The simplest way for a daily driver EV to comply with this requirement is to mount a stout toggle switch on a sheet
metal plate, wire it in series with the main ('safety') contactor coil, and shut the trunk lid on the plate. (Toss it in the
trunk as you leave the track.)
Although there is no requirement in the rules, it is very smart to have a way to easily disconnect both the positive
and negative leads of the battery pack. Most folks use a big Andersen connector for this. When the plug is out, you
know that every high-voltage wire in the car is de-energized. This makes any work on the car much safer.
5.6 Wiring
All high-voltage wiring must be located and secured to prevent contact by driver and/or spectators. Any
wiring over 24 volts must be completely covered.
When the hood is closed, and the car is race-ready, there must be no way for anybody to touch a live, bare,
conductor or terminal on the traction circuit (over 24 volts.) Competitors are permitted to have exposed highvoltage under the hood or under service covers. The Competitor, or one crew, must be present when there is
exposed high voltage at all times. This is to safeguard against curious spectators from injuring themselves. The
ordinary spectator doesn’t comprehend that "car wiring" can be deadly.
6 Electric Powered Motorcycle Designation (7.50 (*4.50) seconds & slower)

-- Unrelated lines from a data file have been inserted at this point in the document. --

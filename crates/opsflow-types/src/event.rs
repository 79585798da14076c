//! Engine lifecycle events.
//!
//! `EngineEvent` is broadcast on the event bus while runs execute. All
//! variants are Clone + Send + Sync for use with tokio broadcast channels.

use chrono::{DateTime, Utc};
use serde::{Deserialize, Serialize};
use uuid::Uuid;

#[derive(Debug, Clone, Serialize, Deserialize)]
#[serde(tag = "type", rename_all = "snake_case")]
pub enum EngineEvent {
    RunStarted {
        run_id: Uuid,
        workflow_id: Uuid,
        pinned_version: u64,
    },

    RunResumed { run_id: Uuid, node_id: String },

    NodeStarted {
        run_id: Uuid,
        node_id: String,
        node_type: String,
        attempt: u32,
    },

    NodeCompleted {
        run_id: Uuid,
        node_id: String,
        duration_ms: u64,
    },

    NodeFailed {
        run_id: Uuid,
        node_id: String,
        error: String,
        will_retry: bool,
    },

    NodeSkipped { run_id: Uuid, node_id: String },

    /// A run parked on a delay node.
    RunSuspended {
        run_id: Uuid,
        node_id: String,
        resume_at: DateTime<Utc>,
    },

    RunCompleted {
        run_id: Uuid,
        workflow_id: Uuid,
    },

    RunFailed {
        run_id: Uuid,
        workflow_id: Uuid,
        error: String,
    },

    RunAborted { run_id: Uuid },
}

impl EngineEvent {
    pub fn run_id(&self) -> Uuid {
        match self {
            EngineEvent::RunStarted { run_id, .. }
            | EngineEvent::RunResumed { run_id, .. }
            | EngineEvent::NodeStarted { run_id, .. }
            | EngineEvent::NodeCompleted { run_id, .. }
            | EngineEvent::NodeFailed { run_id, .. }
            | EngineEvent::NodeSkipped { run_id, .. }
            | EngineEvent::RunSuspended { run_id, .. }
            | EngineEvent::RunCompleted { run_id, .. }
            | EngineEvent::RunFailed { run_id, .. }
            | EngineEvent::RunAborted { run_id } => *run_id,
        }
    }

    /// The run stopped making progress: it finished, or parked on a delay.
    pub fn settles_run(&self) -> bool {
        matches!(
            self,
            EngineEvent::RunCompleted { .. }
                | EngineEvent::RunFailed { .. }
                | EngineEvent::RunAborted { .. }
                | EngineEvent::RunSuspended { .. }
        )
    }
}

#[cfg(test)]
mod tests {
    use super::*;

    #[test]
    fn serializes_with_type_tag() {
        let run_id = Uuid::now_v7();
        let event = EngineEvent::NodeFailed {
            run_id,
            node_id: "notify".to_string(),
            error: "503".to_string(),
            will_retry: true,
        };
        let json = serde_json::to_value(&event).unwrap();
        assert_eq!(json["type"], "node_failed");
        assert_eq!(json["will_retry"], true);
        assert_eq!(event.run_id(), run_id);
        assert!(!event.settles_run());
        assert!(EngineEvent::RunAborted { run_id }.settles_run());
    }
}
//! SQLite storage layer.
//!
//! Repository implementations backed by SQLite with WAL mode and split
//! read/write connection pools.

mod convert;
pub mod execution;
pub mod pool;
pub mod workflow;
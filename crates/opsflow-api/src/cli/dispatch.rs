//! `opsflow dispatch <event.json>`: feed one domain event through the
//! dispatcher and drive every run it creates.

use std::path::Path;

use anyhow::{Context, Result};
use comfy_table::{Cell, Color, ContentArrangement, Table, presets};
use console::style;

use opsflow_types::execution::DomainEvent;

use super::{run_status_cell, short_id};
use crate::state::AppState;

fn parse_event(text: &str) -> Result<DomainEvent> {
    serde_json::from_str(text).context("Invalid event JSON: expected {type, payload, event_id}")
}

pub async fn handle_dispatch(file: &Path, state: &AppState, json: bool) -> Result<()> {
    let text = tokio::fs::read_to_string(file)
        .await
        .with_context(|| format!("Failed to read {}", file.display()))?;
    let event = parse_event(&text)?;

    let created = state.dispatcher.dispatch(&event).await?;
    let outcomes = state.drive_launched().await?;

    if json {
        let runs: Vec<_> = created
            .iter()
            .map(|req| {
                let status = outcomes
                    .iter()
                    .find(|(id, _)| *id == req.run_id)
                    .map(|(_, s)| s.as_str());
                serde_json::json!({
                    "run_id": req.run_id,
                    "workflow_id": req.workflow_id,
                    "pinned_version": req.pinned_version,
                    "status": status,
                })
            })
            .collect();
        let out = serde_json::json!({ "event_id": event.event_id, "runs": runs });
        println!("{}", serde_json::to_string_pretty(&out)?);
        return Ok(());
    }

    println!();
    if created.is_empty() {
        println!(
            "  {} Event '{}' started no runs (no active workflow, or already dispatched).",
            style("-").dim(),
            style(&event.event_id).cyan()
        );
        println!();
        return Ok(());
    }

    println!(
        "  {} Event '{}' ({}) started {} run(s)",
        style("*").green().bold(),
        style(&event.event_id).cyan(),
        event.event_type,
        created.len()
    );
    println!();

    let mut table = Table::new();
    table
        .load_preset(presets::UTF8_FULL_CONDENSED)
        .set_content_arrangement(ContentArrangement::Dynamic)
        .set_header(vec![
            Cell::new("Run ID").fg(Color::Cyan),
            Cell::new("Workflow"),
            Cell::new("Version"),
            Cell::new("Status"),
        ]);
    for (run_id, status) in &outcomes {
        let Some(req) = created.iter().find(|r| r.run_id == *run_id) else {
            continue;
        };
        table.add_row(vec![
            Cell::new(short_id(run_id)),
            Cell::new(short_id(&req.workflow_id)),
            Cell::new(req.pinned_version),
            run_status_cell(*status),
        ]);
    }
    println!("{table}");
    println!();
    Ok(())
}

Requirements and specifications for electric powered motorcycles are the as Modified Bike and
incorporated all Electric Powered Vehicles regulations with the following exceptions.
6.1 Motor
Electric motor(s) only permitted.
6.2 Batteries
Wet, (free liquid) batteries prohibited.
Competitors are not permitted to use flooded batteries on an Electric Motorcycle. If the battery has any liquid
inside, including gel, it is not permitted.
6.3 Master Cut-off
All electric motorcycles must be equipped with a switch, attached to the rider with a lanyard, capable of
shutting off all power to electric traction motor.
This is similar to the "master cut-off" required in all bike classes, but must shut down the main contactor (or breaks
the traction battery circuit) when a rider comes off the bike. The main ("safety") disconnect must be physical
contacts.
On a motorcycle, the driver must be able to actuate the master cut-off with both hands on the handlebars and both
feet on the pegs.
Glossary
APU - Auxiliary power unit. This is a fuelled electric generator used to power an EV on long trips.
C.G. - Centre of gravity. The balance point of a vehicle.
Conversion - An electric vehicle that was not mass-produced. That is, an EV that you built yourself.
EPV - Electric Powered Vehicle. A vehicle powered by electricity.
Ground Fault - An electrical connection from the traction wiring to the chassis of the vehicle. This is a dangerous
condition.
ICE - Internal combustion engine. Typical gasoline engine found in most cars.